Parliamentary activity

Last week I wrote to the Prime Minister and Health Secretary, raising our key concerns and calling for an urgent meeting to discuss the future of general practice.

I wrote to the Minister responsible for vaccines, and the primary care Minister, calling on them to ensure that the flu vaccine programme goes ahead in September as planned. I called for joint working with NHSE to address the announced cut in funding for the delivery of COVID-19 immunisations, which may unfortunately prevent GPs and practices from being able to continue to offer these crucial vaccines.

23/24 pay award guidance*

The Government has announced its response to the DDRB recommendations for doctors’ pay in England outlining a 6% uplift s for salaried GPs and all practice (non-ARRS) staff in England.

Due to GP Contractors being in the fifth and final year of a multiyear agreement, there was no recommendation made by the DDRB in relation to GP partners.

GPC England continues to liaise with NHSE and DHSC to establish specific details about how the DDRB 6% uplift will be calculated and funded to practices. As soon as we receive further information, we will share it with practices.

Until then, we advise practices to explain that the money is not yet in their accounts, but that we are in discussions with government to clarify how the funding will be passed to practices to support this.

Cancer referrals

Responding to comments by the Health Secretary in the Telegraph that patients could ‘skip’ seeing a GP to speed up cancer checks, I said:

“Any patient who has suspicious symptoms of a potential cancer diagnosis must get the treatment they need, as soon as possible. It might sound like a seductively simple plan to bypass the GP and go for a diagnostic test, but as a GP, my priority when triaging appointment requests in surgery is to look for these 'red flags' and bring the patient in as soon as possible, usually the same day. Like with the rest of the overwhelmed NHS, triage is essential - and GPs are expert generalists who have trained for years to know when a patient needs to be referred for cancer or if it could be something else.

This suggestion might sound like a good idea, but it will rapidly overwhelm radiology departments, and lead to even longer waiting lists for scans, and potential missed diagnoses - putting yet more pressure on the NHS.

I'm also worried that the Health Secretary hasn’t detailed where these diagnostic centres will be, and who will staff them. There is only one workforce, and we can’t magic up additional radiographers or radiologists out of thin air, just like we can’t magic up GPs; we have lost more than 2,000 full-time, fully-qualified GPs since 2015 and the way things are, this will only get worse.

The priority for such an overwhelmed NHS has to be safety. And GPs are integral to safe cancer referral processes – removing us from the equation risks patients falling through the net and those without cancer being put on the pathway by mistake, or missed altogether. It's a no-brainer that waiting lists need to be tackled, and I look forward to meeting the Health Secretary to explain how we might be able to help shape his ideas in a way that will help keep patients safe.”

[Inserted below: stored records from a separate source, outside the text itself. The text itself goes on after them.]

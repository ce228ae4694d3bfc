//! Domain model for the application pipeline.
//!
//! Models jobs, their ordered hiring stages, candidate applications, and
//! the append-only stage transition ledger, keeping all infrastructure
//! concerns outside of the domain boundary.

mod application;
mod error;
mod history;
mod ids;
mod job;
mod stage;

pub use application::{
    Application, BoardSort, CandidateProfile, EvaluationScores, PersistedApplicationData,
};
pub use error::{ParseJobStatusError, PipelineDomainError, ReplayError};
pub use history::{PersistedTransitionData, StageTransition, replay_current_stage};
pub use ids::{ApplicationId, JobId, OrderIndex, StageId, TransitionId};
pub use job::{Job, JobStatus, PersistedJobData};
pub use stage::{
    PersistedStageData, Stage, StageDraft, StageName, StagePlan, default_stage_plan,
};
//! In-memory repository for pipeline tests and embedded use.

use async_trait::async_trait;
use chrono::{DateTime, Utc};
use std::collections::{HashMap, HashSet};
use std::sync::{Arc, RwLock};

use crate::pipeline::{
    domain::{
        Application, ApplicationId, Job, JobId, PersistedApplicationData, PersistedStageData,
        Stage, StageDraft, StageId, StagePlan, StageTransition,
    },
    ports::{
        ApplicationRepository, PipelineRepositoryError, PipelineRepositoryResult, StageRepository,
    },
};
use crate::tenant::CompanyId;

/// Thread-safe in-memory pipeline repository.
///
/// Implements both [`StageRepository`] and [`ApplicationRepository`] over
/// one shared state so that the rewrite guard and the transition
/// compare-and-swap observe the same applications a database would.
#[derive(Debug, Clone, Default)]
pub struct InMemoryPipelineRepository {
    state: Arc<RwLock<InMemoryPipelineState>>,
}

#[derive(Debug, Default)]
struct InMemoryPipelineState {
    jobs: HashMap<JobId, Job>,
    stages: HashMap<StageId, Stage>,
    applications: HashMap<ApplicationId, Application>,
    ledger: Vec<StageTransition>,
}

impl InMemoryPipelineRepository {
    /// Creates an empty in-memory repository.
    #[must_use]
    pub fn new() -> Self {
        Self::default()
    }
}

fn lock_poisoned<T>(err: std::sync::PoisonError<T>) -> PipelineRepositoryError {
    PipelineRepositoryError::persistence(std::io::Error::other(err.to_string()))
}

/// Stage identifiers currently holding an application of `job`.
fn current_stage_references(state: &InMemoryPipelineState, job: JobId) -> HashSet<StageId> {
    state
        .applications
        .values()
        .filter(|application| application.job_id() == job)
        .filter_map(Application::current_stage_id)
        .collect()
}

/// Stage identifiers appearing anywhere in the ledger of `job`.
fn ledger_stage_references(state: &InMemoryPipelineState, job: JobId) -> HashSet<StageId> {
    let mut referenced = HashSet::new();
    for transition in state.ledger.iter().filter(|row| row.job_id() == job) {
        if let Some(from) = transition.from_stage_id() {
            referenced.insert(from);
        }
        referenced.insert(transition.to_stage_id());
    }
    referenced
}

/// Rebuilds a stored stage with a draft's fields applied.
fn stage_with_draft(existing: &Stage, draft: &StageDraft, now: DateTime<Utc>) -> Stage {
    Stage::from_persisted(PersistedStageData {
        id: existing.id(),
        job_id: existing.job_id(),
        name: draft.name.clone(),
        description: draft.description.clone(),
        order_index: draft.order_index,
        is_active: draft.is_active,
        created_at: existing.created_at(),
        updated_at: now,
    })
}

/// Rebuilds a stored stage as inactive.
fn stage_deactivated(existing: &Stage, now: DateTime<Utc>) -> Stage {
    Stage::from_persisted(PersistedStageData {
        id: existing.id(),
        job_id: existing.job_id(),
        name: existing.name().clone(),
        description: existing.description().map(ToOwned::to_owned),
        order_index: existing.order_index(),
        is_active: false,
        created_at: existing.created_at(),
        updated_at: now,
    })
}

#[async_trait]
impl StageRepository for InMemoryPipelineRepository {
    async fn create_job(&self, job: &Job) -> PipelineRepositoryResult<()> {
        let mut state = self.state.write().map_err(lock_poisoned)?;
        if state.jobs.contains_key(&job.id()) {
            return Err(PipelineRepositoryError::JobExists(job.id()));
        }
        state.jobs.insert(job.id(), job.clone());
        Ok(())
    }

    async fn find_job(
        &self,
        company: CompanyId,
        job: JobId,
    ) -> PipelineRepositoryResult<Option<Job>> {
        let state = self.state.read().map_err(lock_poisoned)?;
        Ok(state
            .jobs
            .get(&job)
            .filter(|stored| stored.company_id() == company)
            .cloned())
    }

    async fn find_stage(
        &self,
        job: JobId,
        stage: StageId,
    ) -> PipelineRepositoryResult<Option<Stage>> {
        let state = self.state.read().map_err(lock_poisoned)?;
        Ok(state
            .stages
            .get(&stage)
            .filter(|stored| stored.job_id() == job)
            .cloned())
    }

    async fn list_stages(&self, job: JobId) -> PipelineRepositoryResult<Vec<Stage>> {
        let state = self.state.read().map_err(lock_poisoned)?;
        let mut stages: Vec<Stage> = state
            .stages
            .values()
            .filter(|stage| stage.job_id() == job)
            .cloned()
            .collect();
        stages.sort_by_key(Stage::order_index);
        Ok(stages)
    }

    async fn rewrite_stages(
        &self,
        job: JobId,
        plan: &StagePlan,
        now: DateTime<Utc>,
    ) -> PipelineRepositoryResult<Vec<Stage>> {
        let mut state = self.state.write().map_err(lock_poisoned)?;
        if !state.jobs.contains_key(&job) {
            return Err(PipelineRepositoryError::UnknownJob(job));
        }

        let existing: HashMap<StageId, Stage> = state
            .stages
            .values()
            .filter(|stage| stage.job_id() == job)
            .map(|stage| (stage.id(), stage.clone()))
            .collect();

        for entry in plan.entries() {
            if let Some(id) = entry.id
                && !existing.contains_key(&id)
            {
                return Err(PipelineRepositoryError::UnknownStage(id));
            }
        }

        let retained = plan.retained_stage_ids();
        let held = current_stage_references(&state, job);
        if let Some(in_use) = existing
            .keys()
            .copied()
            .find(|id| !retained.contains(id) && held.contains(id))
        {
            return Err(PipelineRepositoryError::StageInUse(in_use));
        }

        let in_ledger = ledger_stage_references(&state, job);
        for (id, stage) in &existing {
            if retained.contains(id) {
                continue;
            }
            if in_ledger.contains(id) {
                state.stages.insert(*id, stage_deactivated(stage, now));
            } else {
                state.stages.remove(id);
            }
        }

        let mut written = Vec::with_capacity(plan.entries().len());
        for entry in plan.entries() {
            let stage = entry.id.and_then(|id| existing.get(&id)).map_or_else(
                || {
                    Stage::from_persisted(PersistedStageData {
                        id: StageId::new(),
                        job_id: job,
                        name: entry.name.clone(),
                        description: entry.description.clone(),
                        order_index: entry.order_index,
                        is_active: entry.is_active,
                        created_at: now,
                        updated_at: now,
                    })
                },
                |stored| stage_with_draft(stored, entry, now),
            );
            state.stages.insert(stage.id(), stage.clone());
            written.push(stage);
        }
        written.sort_by_key(Stage::order_index);
        Ok(written)
    }
}

#[async_trait]
impl ApplicationRepository for InMemoryPipelineRepository {
    async fn create_application(
        &self,
        application: &Application,
    ) -> PipelineRepositoryResult<()> {
        let mut state = self.state.write().map_err(lock_poisoned)?;
        if state.applications.contains_key(&application.id()) {
            return Err(PipelineRepositoryError::ApplicationExists(application.id()));
        }
        if !state.jobs.contains_key(&application.job_id()) {
            return Err(PipelineRepositoryError::UnknownJob(application.job_id()));
        }
        state
            .applications
            .insert(application.id(), application.clone());
        Ok(())
    }

    async fn find_in_job(
        &self,
        company: CompanyId,
        job: JobId,
        application: ApplicationId,
    ) -> PipelineRepositoryResult<Option<Application>> {
        let state = self.state.read().map_err(lock_poisoned)?;
        Ok(state
            .applications
            .get(&application)
            .filter(|stored| stored.company_id() == company && stored.job_id() == job)
            .cloned())
    }

    async fn find_in_company(
        &self,
        company: CompanyId,
        application: ApplicationId,
    ) -> PipelineRepositoryResult<Option<Application>> {
        let state = self.state.read().map_err(lock_poisoned)?;
        Ok(state
            .applications
            .get(&application)
            .filter(|stored| stored.company_id() == company)
            .cloned())
    }

    async fn record_evaluation(
        &self,
        application: &Application,
    ) -> PipelineRepositoryResult<()> {
        let mut state = self.state.write().map_err(lock_poisoned)?;
        let stored = state
            .applications
            .get(&application.id())
            .ok_or(PipelineRepositoryError::UnknownApplication(application.id()))?;
        let updated = Application::from_persisted(PersistedApplicationData {
            id: stored.id(),
            job_id: stored.job_id(),
            company_id: stored.company_id(),
            candidate: stored.candidate().clone(),
            current_stage_id: stored.current_stage_id(),
            evaluation: application.evaluation().clone(),
            submitted_at: stored.submitted_at(),
            updated_at: application.updated_at(),
        });
        state.applications.insert(updated.id(), updated);
        Ok(())
    }

    async fn commit_transition(
        &self,
        transition: &StageTransition,
        expected_from: Option<StageId>,
        now: DateTime<Utc>,
    ) -> PipelineRepositoryResult<()> {
        let mut state = self.state.write().map_err(lock_poisoned)?;
        let stored = state
            .applications
            .get(&transition.application_id())
            .ok_or(PipelineRepositoryError::UnknownApplication(
                transition.application_id(),
            ))?;
        if stored.current_stage_id() != expected_from {
            return Err(PipelineRepositoryError::StaleStage(
                transition.application_id(),
            ));
        }
        let mut moved = stored.clone();
        moved.advance_to(transition.to_stage_id(), now);
        state.applications.insert(moved.id(), moved);
        state.ledger.push(transition.clone());
        Ok(())
    }

    async fn history(
        &self,
        company: CompanyId,
        job: JobId,
        application: ApplicationId,
    ) -> PipelineRepositoryResult<Vec<StageTransition>> {
        let state = self.state.read().map_err(lock_poisoned)?;
        Ok(state
            .ledger
            .iter()
            .filter(|row| {
                row.company_id() == company
                    && row.job_id() == job
                    && row.application_id() == application
            })
            .cloned()
            .collect())
    }

    async fn list_by_stage(
        &self,
        company: CompanyId,
        job: JobId,
        stage: StageId,
    ) -> PipelineRepositoryResult<Vec<Application>> {
        let state = self.state.read().map_err(lock_poisoned)?;
        Ok(state
            .applications
            .values()
            .filter(|application| {
                application.company_id() == company
                    && application.job_id() == job
                    && application.current_stage_id() == Some(stage)
            })
            .cloned()
            .collect())
    }
}
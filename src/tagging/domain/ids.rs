//! Identifier types for the tagging domain.

use serde::{Deserialize, Serialize};
use std::fmt;
use uuid::Uuid;

/// Unique identifier for a company-scoped tag.
#[derive(Debug, Clone, Copy, PartialEq, Eq, Hash, Serialize, Deserialize)]
#[serde(transparent)]
pub struct TagId(Uuid);

impl TagId {
    /// Creates a new random tag identifier.
    #[must_use]
    pub fn new() -> Self {
        Self(Uuid::new_v4())
    }

    /// Creates a tag identifier from an existing UUID.
    #[must_use]
    pub const fn from_uuid(uuid: Uuid) -> Self {
        Self(uuid)
    }

    /// Returns the wrapped UUID.
    #[must_use]
    pub const fn into_inner(self) -> Uuid {
        self.0
    }
}

impl Default for TagId {
    fn default() -> Self {
        Self::new()
    }
}

impl AsRef<Uuid> for TagId {
    fn as_ref(&self) -> &Uuid {
        &self.0
    }
}

impl fmt::Display for TagId {
    fn fmt(&self, f: &mut fmt::Formatter<'_>) -> fmt::Result {
        write!(f, "{}", self.0)
    }
}

/// Unique identifier for a tag-to-application association.
#[derive(Debug, Clone, Copy, PartialEq, Eq, Hash, Serialize, Deserialize)]
#[serde(transparent)]
pub struct AssociationId(Uuid);

impl AssociationId {
    /// Creates a new random association identifier.
    #[must_use]
    pub fn new() -> Self {
        Self(Uuid::new_v4())
    }

    /// Creates an association identifier from an existing UUID.
    #[must_use]
    pub const fn from_uuid(uuid: Uuid) -> Self {
        Self(uuid)
    }

    /// Returns the wrapped UUID.
    #[must_use]
    pub const fn into_inner(self) -> Uuid {
        self.0
    }
}

impl Default for AssociationId {
    fn default() -> Self {
        Self::new()
    }
}

impl AsRef<Uuid> for AssociationId {
    fn as_ref(&self) -> &Uuid {
        &self.0
    }
}

impl fmt::Display for AssociationId {
    fn fmt(&self, f: &mut fmt::Formatter<'_>) -> fmt::Result {
        write!(f, "{}", self.0)
    }
}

Re-ballot for junior doctors strike action open for eligible GP trainees

GP trainees are eligible to vote in the re-ballot for junior doctor strike action which is OPEN NOW. The last safe date to post ballots back is 26 August, so post your ballot back today and speak to your GP trainee colleagues to remind them too. If you have GP trainee colleagues who aren’t members, encourage them to join the BMA this week: junior doctors who join by 20 August will still receive a ballot and pay no membership fees for 3 months.

If you are eligible but haven’t received a ballot, check your details and request a replacement ballot today. Time is running out to correct any issues in and to send replacement ballots before the re-ballot closes. Please ensure that this is done as soon as possible, so that your vote counts.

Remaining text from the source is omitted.